The question mark relates to the subscriber that was chosen, it runs some jython code that populates the question mark with subscriber info.
It is updating the SNP_CDC_SUBS table with values from the SNP_CDC_SET table, so after it has completed the SNP_CDC_SUBS table in my example looks like :-
Running the purge now would still not result in any records being deleted because the MIN_WINDOW_ID value has not changed.
So finally lets see what happens when the Unlock Subscriber function is run.
This updates the SNP_CDC_SUBS table and sets the MIN_WINDOW_ID value to the value of MAX_WINDOW_ID_INS which results in
So now there is a value of 0 in the MIN_WINDOW_ID column and running the purge will this time delete records from the journal table
In the journal table the WINDOW_ID column is 0 and the purge command logic will delete anything which is less than or equal to the MIN_WINDOW_ID value (0)
This is what the documentation has to say about “Lock Subscribers”

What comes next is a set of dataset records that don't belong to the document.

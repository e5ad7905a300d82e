// components/playlist_engine/src/controller.rs
use std::collections::HashSet;
use std::path::{Path, PathBuf};
use std::sync::atomic::{AtomicBool, Ordering};
use std::sync::Arc;

use tokio::sync::mpsc;
use tokio::task::JoinHandle;
use tracing::{info, warn};

use crate::backend::Backend;
use crate::plan::OutputPlan;
use crate::progress::{parse_line, ParsedLine};
use crate::sink::StatusSink;
use crate::spotdl::SpotdlBackend;
use crate::types::{
    EngineError, Phase, Provider, RetrievalRequest, RunResult, StatusEvent,
};
use crate::ytdlp::YtDlpBackend;

/// Sequences one run: classify, probe, plan, retrieve, finalize.
///
/// `run` never panics and never returns an error to the caller; every outcome
/// is a terminal `RunResult` with exactly one `Done` or `Failed` event behind
/// it.
pub struct Orchestrator {
    youtube: Arc<dyn Backend>,
    spotify: Arc<dyn Backend>,
}

impl Orchestrator {
    pub fn new() -> Self {
        Self {
            youtube: Arc::new(YtDlpBackend),
            spotify: Arc::new(SpotdlBackend),
        }
    }

    /// Swap in specific backends (stubs in tests).
    pub fn with_backends(youtube: Arc<dyn Backend>, spotify: Arc<dyn Backend>) -> Self {
        Self { youtube, spotify }
    }

    fn backend_for(&self, provider: Provider) -> Arc<dyn Backend> {
        match provider {
            Provider::YouTube => self.youtube.clone(),
            Provider::Spotify => self.spotify.clone(),
        }
    }

    /// Drive one request to its terminal state, pushing status into `sink`.
    pub async fn run(&self, request: RetrievalRequest, sink: &dyn StatusSink) -> RunResult {
        let mut last_message = None;
        match self.drive(&request, sink, &mut last_message).await {
            Ok(final_dir) => {
                sink.event(StatusEvent::with_percent(
                    Phase::Done,
                    format!("Done. Saved to {}", final_dir.display()),
                    100,
                ));
                RunResult::Done { final_dir }
            }
            Err(error) => {
                warn!(%error, url = %request.url, "run failed");
                // Prefer the last thing the backend said; it names the cause
                // better than the exit status does.
                let message = last_message.unwrap_or_else(|| error.to_string());
                sink.event(StatusEvent::new(Phase::Failed, message.clone()));
                RunResult::Failed { message }
            }
        }
    }

    async fn drive(
        &self,
        request: &RetrievalRequest,
        sink: &dyn StatusSink,
        last_message: &mut Option<String>,
    ) -> Result<PathBuf, EngineError> {
        sink.event(StatusEvent::new(Phase::Init, "Initializing download"));

        tokio::fs::create_dir_all(&request.base_dir).await?;

        let backend = self.backend_for(request.provider);
        backend.check_available().await?;

        sink.event(StatusEvent::new(
            Phase::Probing,
            format!("Analyzing {} collection...", request.provider),
        ));
        let metadata = backend.probe(&request.url).await;
        match &metadata {
            Some(meta) => info!(title = %meta.title, "collection resolved before download"),
            None => info!("no collection metadata, using flat fallback layout"),
        }

        let plan = OutputPlan::build(&request.base_dir, metadata.as_ref(), request.provider);
        let dirs_before = snapshot_subdirs(&request.base_dir).await;

        sink.event(StatusEvent::new(Phase::Retrieving, "Starting retrieval"));

        let (line_tx, mut line_rx) = mpsc::unbounded_channel();
        let worker = {
            let backend = backend.clone();
            let url = request.url.clone();
            let plan = plan.clone();
            tokio::spawn(async move { backend.retrieve(&url, &plan, line_tx).await })
        };

        // The sender lives only in the worker, so this loop drains every
        // produced line before the join below observes the exit.
        while let Some(line) = line_rx.recv().await {
            match parse_line(&line) {
                ParsedLine::Ignored => {}
                ParsedLine::Log | ParsedLine::Machine { .. } => sink.raw_line(&line),
                ParsedLine::Status { message, percent } => {
                    sink.raw_line(&line);
                    *last_message = Some(message.clone());
                    sink.event(StatusEvent {
                        phase: Phase::Retrieving,
                        message,
                        percent,
                    });
                }
            }
        }

        worker
            .await
            .map_err(|e| EngineError::BackendFailed(e.to_string()))??;

        sink.event(StatusEvent::new(Phase::Finalizing, "Resolving download folder"));
        let final_dir = resolve_final_dir(&request.base_dir, &plan, dirs_before).await;
        Ok(final_dir)
    }
}

impl Default for Orchestrator {
    fn default() -> Self {
        Self::new()
    }
}

/// Pick the directory to report (and reveal) after a successful run.
///
/// The planned directory wins when it exists. When the plan fell back to the
/// base directory, a single subdirectory created during the run is taken to
/// be the collection folder the tool derived itself. Anything else resolves
/// to the base directory.
async fn resolve_final_dir(
    base_dir: &Path,
    plan: &OutputPlan,
    dirs_before: HashSet<PathBuf>,
) -> PathBuf {
    if plan.final_dir != base_dir {
        if tokio::fs::metadata(&plan.final_dir).await.is_ok() {
            return plan.final_dir.clone();
        }
        return base_dir.to_path_buf();
    }

    let dirs_after = snapshot_subdirs(base_dir).await;
    let mut created = dirs_after.difference(&dirs_before);
    match (created.next(), created.next()) {
        (Some(only), None) => only.clone(),
        _ => base_dir.to_path_buf(),
    }
}

/// Best-effort listing of a directory's immediate subdirectories.
async fn snapshot_subdirs(dir: &Path) -> HashSet<PathBuf> {
    let mut found = HashSet::new();
    let Ok(mut entries) = tokio::fs::read_dir(dir).await else {
        return found;
    };
    while let Ok(Some(entry)) = entries.next_entry().await {
        if entry.file_type().await.map(|t| t.is_dir()).unwrap_or(false) {
            found.insert(entry.path());
        }
    }
    found
}

/// Entry point owning the one-run-at-a-time guard.
///
/// A second `spawn_run` while a run is active is refused with
/// `RunInProgress`; there is no queue and no cancellation, the active run
/// proceeds to its natural end.
pub struct Engine {
    orchestrator: Arc<Orchestrator>,
    active: Arc<AtomicBool>,
}

impl Engine {
    pub fn new() -> Self {
        Self::with_orchestrator(Orchestrator::new())
    }

    pub fn with_orchestrator(orchestrator: Orchestrator) -> Self {
        Self {
            orchestrator: Arc::new(orchestrator),
            active: Arc::new(AtomicBool::new(false)),
        }
    }

    /// Start a run on its own worker task so the caller stays responsive.
    pub fn spawn_run(
        &self,
        request: RetrievalRequest,
        sink: Arc<dyn StatusSink>,
    ) -> Result<JoinHandle<RunResult>, EngineError> {
        if self
            .active
            .compare_exchange(false, true, Ordering::SeqCst, Ordering::SeqCst)
            .is_err()
        {
            return Err(EngineError::RunInProgress);
        }

        let orchestrator = self.orchestrator.clone();
        let active = self.active.clone();
        Ok(tokio::spawn(async move {
            let result = orchestrator.run(request, sink.as_ref()).await;
            active.store(false, Ordering::SeqCst);
            result
        }))
    }

    pub fn is_active(&self) -> bool {
        self.active.load(Ordering::SeqCst)
    }
}

impl Default for Engine {
    fn default() -> Self {
        Self::new()
    }
}

#[cfg(test)]
mod tests {
    use super::*;
    use crate::backend::stub::StubBackend;
    use crate::sink::recording::RecordingSink;
    use crate::types::CollectionMetadata;
    use assert_matches::assert_matches;
    use std::time::Duration;
    use tempfile::TempDir;

    fn orchestrator_with_youtube(stub: StubBackend) -> Orchestrator {
        Orchestrator::with_backends(Arc::new(stub), Arc::new(StubBackend::default()))
    }

    fn orchestrator_with_spotify(stub: StubBackend) -> Orchestrator {
        Orchestrator::with_backends(Arc::new(StubBackend::default()), Arc::new(stub))
    }

    #[tokio::test]
    async fn spotify_run_resolves_created_subfolder() {
        let base = TempDir::new().unwrap();
        let stub = StubBackend {
            create_subdir: Some("Road Trip Mix".to_string()),
            lines: vec!["Downloading \"Road Trip Mix\"".to_string()],
            ..Default::default()
        };
        let orchestrator = orchestrator_with_spotify(stub);
        let sink = RecordingSink::default();

        let request = RetrievalRequest::new("https://open.spotify.com/playlist/XYZ", base.path());
        assert_eq!(request.provider, Provider::Spotify);

        let result = orchestrator.run(request, &sink).await;
        assert_eq!(
            result,
            RunResult::Done {
                final_dir: base.path().join("Road Trip Mix")
            }
        );
    }

    #[tokio::test]
    async fn probe_title_places_collection_under_base_dir() {
        let base = TempDir::new().unwrap();
        let stub = StubBackend {
            metadata: Some(CollectionMetadata {
                title: "My Mix".to_string(),
                item_count_hint: Some(5),
            }),
            create_final_dir: true,
            lines: vec![
                "Downloading item one".to_string(),
                "ERROR: unable to download item two, skipping".to_string(),
                "Downloading item three".to_string(),
            ],
            ..Default::default()
        };
        let orchestrator = orchestrator_with_youtube(stub);
        let sink = RecordingSink::default();

        let request =
            RetrievalRequest::new("https://www.youtube.com/playlist?list=ABC", base.path());
        let result = orchestrator.run(request, &sink).await;

        // One broken item does not fail the batch.
        assert_eq!(
            result,
            RunResult::Done {
                final_dir: base.path().join("My Mix")
            }
        );
        let last = sink.events().into_iter().last().unwrap();
        assert_eq!(last.phase, Phase::Done);
        assert_eq!(last.percent, Some(100));
    }

    #[tokio::test]
    async fn failed_probe_falls_back_to_base_dir() {
        let base = TempDir::new().unwrap();
        let stub = StubBackend {
            metadata: None,
            lines: vec!["Downloading something".to_string()],
            ..Default::default()
        };
        let orchestrator = orchestrator_with_youtube(stub);
        let sink = RecordingSink::default();

        let request =
            RetrievalRequest::new("https://www.youtube.com/playlist?list=ABC", base.path());
        let result = orchestrator.run(request, &sink).await;

        assert_eq!(
            result,
            RunResult::Done {
                final_dir: base.path().to_path_buf()
            }
        );
    }

    #[tokio::test]
    async fn backend_failure_ends_in_failed_and_never_done() {
        let base = TempDir::new().unwrap();
        let stub = StubBackend {
            lines: vec!["Downloading doomed item".to_string()],
            failure: Some("exit status 1".to_string()),
            ..Default::default()
        };
        let orchestrator = orchestrator_with_spotify(stub);
        let sink = RecordingSink::default();

        let request = RetrievalRequest::new("https://open.spotify.com/playlist/XYZ", base.path());
        let result = orchestrator.run(request, &sink).await;

        assert_matches!(result, RunResult::Failed { message } => {
            // The last backend message names the cause.
            assert_eq!(message, "doomed item");
        });

        let events = sink.events();
        let last = events.last().unwrap();
        assert_eq!(last.phase, Phase::Failed);
        assert!(events.iter().all(|e| e.phase != Phase::Done));
    }

    #[tokio::test]
    async fn phases_never_regress() {
        let base = TempDir::new().unwrap();
        let stub = StubBackend {
            lines: vec![
                "Downloading one".to_string(),
                "".to_string(),
                "[download] machine noise".to_string(),
                "Downloading two".to_string(),
            ],
            ..Default::default()
        };
        let orchestrator = orchestrator_with_youtube(stub);
        let sink = RecordingSink::default();

        let request = RetrievalRequest::new("https://youtube.com/playlist?list=A", base.path());
        orchestrator.run(request, &sink).await;

        let events = sink.events();
        assert_eq!(events.first().unwrap().phase, Phase::Init);
        for pair in events.windows(2) {
            assert!(
                pair[0].phase.rank() <= pair[1].phase.rank(),
                "phase regressed: {:?} -> {:?}",
                pair[0].phase,
                pair[1].phase
            );
        }
    }

    #[tokio::test]
    async fn raw_log_keeps_machine_lines_but_drops_blank_ones() {
        let base = TempDir::new().unwrap();
        let stub = StubBackend {
            lines: vec![
                "".to_string(),
                "Downloading [1/2] item 50%".to_string(),
                "plain log line".to_string(),
            ],
            ..Default::default()
        };
        let orchestrator = orchestrator_with_youtube(stub);
        let sink = RecordingSink::default();

        let request = RetrievalRequest::new("https://youtube.com/playlist?list=A", base.path());
        orchestrator.run(request, &sink).await;

        let raw = sink.raw_lines();
        assert_eq!(
            raw,
            vec![
                "Downloading [1/2] item 50%".to_string(),
                "plain log line".to_string(),
            ]
        );
        // Machine-formatted progress stays out of the human-facing status.
        assert!(sink
            .events()
            .iter()
            .all(|e| !e.message.contains("[1/2]")));
    }

    #[tokio::test]
    async fn engine_refuses_second_concurrent_run() {
        let base = TempDir::new().unwrap();
        let stub = StubBackend {
            delay: Some(Duration::from_millis(200)),
            ..Default::default()
        };
        let engine = Engine::with_orchestrator(orchestrator_with_youtube(stub));

        let request = RetrievalRequest::new("https://youtube.com/playlist?list=A", base.path());
        let sink: Arc<dyn StatusSink> = Arc::new(RecordingSink::default());

        let first = engine
            .spawn_run(request.clone(), sink.clone())
            .expect("first run should start");
        assert!(engine.is_active());

        let second = engine.spawn_run(request.clone(), sink.clone());
        assert_matches!(second, Err(EngineError::RunInProgress));

        first.await.unwrap();
        assert!(!engine.is_active());

        // Guard clears once the run finishes, a new run may start.
        let third = engine.spawn_run(request, sink);
        assert!(third.is_ok());
        third.unwrap().await.unwrap();
    }
}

Although the extend window is applied to the entire consistency set,
subscribers consume the changes separately. This operation performs a subscriber(s) specific
"snapshot" of the changes in the consistency window. This snapshot includes all the changes
within the consistency window that have not been consumed yet by the subscriber(s). This
operation is implemented using a package step with the Journalizing Model Type. It should
be always performed before the first interface using changes captured for the subscriber(s).
Basically if you want to capture changes to the subscriber you must use this function to be able to capture correctly or you will end up like I did the first time I tried to purge the journal.
I thought I would cover what happens in case the same thing happens to you.
Back to the package, I updated “Capture_Changes” to include “Lock Subscribers” for the subscriber I was using
I updated “Reset_Journalizing” to include the “Unlock Subscribers” function and added the subscriber.
Finally I generated a scenario and added the OdiStartScen utility to the diagram, this executes the scenario again which is a much more cleaner and sensible way than just looping back to the first step, if you loop straight back it can cause problems such as the logs growing out of control. I regenerated the scenario so it took into account the last step.
Once the scenario is executed it will wait until 2 records have been updated and then run the journalizing process that captures the records, then the interfaces are run to load metadata into planning, finally the journals are purged and the process will be started again.
I know that I could of created just once interface to handle both the updates and deletes to planning by using the inbuilt functions to change the operation parameter but I just wanted to highlight what could be achieved if you wanted to split loads out.
Well that’s me done for today, time for a bit of a break I think.